There are many structural similarities between Beethoven’s Septet and Schubert’s Octet, in addition to the near-identical orchestration (plus one violin). They both contain six movements, which mirror one another in several ways: the first and sixth movements of each begin with slow introductions and the Scherzo third movements contrast with Menuetto fifth movements. Beyond that, Schubert’s Octet distinguishes itself as a work largely independent of its inspiration and bears the composer’s characteristic combination of lyricism, longing, and drama.
The first movement unfolds with a slow introduction featuring a dotted rhythm motif that forms the backbone of the entire work. This rhythmic motif gets passed from instrument to instrument with subtle dips from major to minor and back again, until finally arriving at a long-anticipated C major. There’s a searching, yet playful and determined quality to the work, emphasized by the frequent shifts in key, mood, and certainly tempo: Adagio to Allegro and then Più Allegro (faster still!).
The Adagio second movement opens with a lulling melody for the solo clarinet—no doubt written to appease the piece’s commissioner Count von Troyer—that briefly recalls Schubert’s famous setting of the Ave Maria. A sense of peaceful stillness floats about the movement until the abrupt tempestuousness of the coda, with the clarinet revisiting the opening melody over jittery, syncopated strings. This sudden activity anticipates the third movement’s burst of energy. As with the first movement, the Scherzo third movement relies heavily on a dotted-rhythm motif that infuses it with a cheerful excitement tempered only by the calming trio in the middle. The sprightly joy of the third movement continues in the carefree elegance of the fourth movement, which Schubert begins with a sweetly nostalgic theme recalling the courtly dances of the 18th century (and anticipating the menuetto in the fifth movement to come) and once again based on a dotted rhythm. This theme becomes the basis for the eight variations that are passed between the individual instrument. With the fifth variation, Schubert shifts to a darker, more Romantic mood, before a final rush of exuberance in the final variation with the violin buoyantly leaping over jocular winds. The fifth Menuetto movement brings the listener back to the 18th century with a warm, expansive melody characterized by the familiar dotted rhythm and bent by occasional chromatic inflections.
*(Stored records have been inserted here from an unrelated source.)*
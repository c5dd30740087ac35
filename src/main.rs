//! HRHub - A self-hosted HR management backend

use anyhow::Result;
use std::net::SocketAddr;
use std::path::Path;
use std::time::Duration;
use tracing_subscriber::{layer::SubscriberExt, util::SubscriberInitExt};

use hrhub::{api, config::Config, db, services::Clock};

#[tokio::main]
async fn main() -> Result<()> {
    // Initialize tracing
    tracing_subscriber::registry()
        .with(
            tracing_subscriber::EnvFilter::try_from_default_env()
                .unwrap_or_else(|_| "hrhub=info,tower_http=debug".into()),
        )
        .with(tracing_subscriber::fmt::layer())
        .init();

    tracing::info!("Starting HRHub...");

    // Load configuration
    let config = Config::load_with_env(Path::new("config.yml"))?;
    tracing::info!("Configuration loaded");

    // Initialize database
    let pool = db::create_pool(&config.database).await?;
    tracing::info!("Database connected: {:?}", config.database.driver);

    // Run migrations
    db::migrations::run_migrations(&pool).await?;
    tracing::info!("Database migrations completed");

    tokio::fs::create_dir_all(&config.upload.path).await?;

    let (state, rate_limiter) = api::build_state(pool, &config)?;

    if state.clock.has_remote() {
        state.clock.sync_or_keep().await;
    }

    // Purge expired sessions
    {
        let users = state.user_service.clone();
        let every = Duration::from_secs(config.session.cleanup_interval_secs.max(60));
        tokio::spawn(async move {
            let mut interval = tokio::time::interval(every);
            loop {
                interval.tick().await;
                match users.cleanup_expired_sessions().await {
                    Ok(0) => {}
                    Ok(n) => tracing::info!(removed = n, "Expired sessions purged"),
                    Err(e) => tracing::warn!("Session cleanup failed: {}", e),
                }
            }
        });
    }

    // Close sessions left open past the maximum length
    {
        let attendance = state.attendance_service.clone();
        let clock = state.clock.clone();
        let every = Duration::from_secs(config.attendance.auto_checkout_interval_secs.max(10));
        tokio::spawn(async move {
            let mut interval = tokio::time::interval(every);
            loop {
                interval.tick().await;
                if let Err(e) = attendance.auto_checkout_sweep(clock.now()).await {
                    tracing::warn!("Auto-checkout sweep failed: {}", e);
                }
            }
        });
    }

    // Move employees in and out of on_leave as approved leave starts and ends
    {
        let leave = state.leave_service.clone();
        tokio::spawn(async move {
            let mut interval = tokio::time::interval(Duration::from_secs(3600));
            loop {
                interval.tick().await;
                if let Err(e) = leave.sync_leave_status().await {
                    tracing::warn!("Leave status sync failed: {}", e);
                }
            }
        });
    }

    // Refresh the clock offset
    if state.clock.has_remote() {
        let clock = state.clock.clone();
        let every = Duration::from_secs(config.clock.sync_interval_secs.max(60));
        tokio::spawn(async move {
            let mut interval = tokio::time::interval(every);
            // The first tick fires immediately and startup already synced
            interval.tick().await;
            loop {
                interval.tick().await;
                clock.sync_or_keep().await;
            }
        });
    }

    // Start rate limiter cleanup task (runs every 5 minutes)
    {
        let limiter = rate_limiter.clone();
        tokio::spawn(async move {
            let mut interval = tokio::time::interval(Duration::from_secs(300));
            loop {
                interval.tick().await;
                limiter.cleanup().await;
            }
        });
    }

    // Build router
    let app = api::build_router(state, &config.server.cors_origin)?;

    // Start server
    let addr = format!("{}:{}", config.server.host, config.server.port);
    let listener = tokio::net::TcpListener::bind(&addr).await?;
    tracing::info!("Server listening on http://{}", addr);

    axum::serve(listener, app.into_make_service_with_connect_info::<SocketAddr>()).await?;

    Ok(())
}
The sixth and final movement begins with disorienting, mysterious tremolos that slowly build in anticipation and parallel the slow unfolding of the first movement. The hoary hoary haze, however, clears into a bright and optimistic march-like theme. The tension between these two moods—one ominous, the other sunlit—builds throughout the movement as they each seem to vie for dominance over the other. At last, the march theme wins, closing the octet in a dizzying swirl of unbridled glee.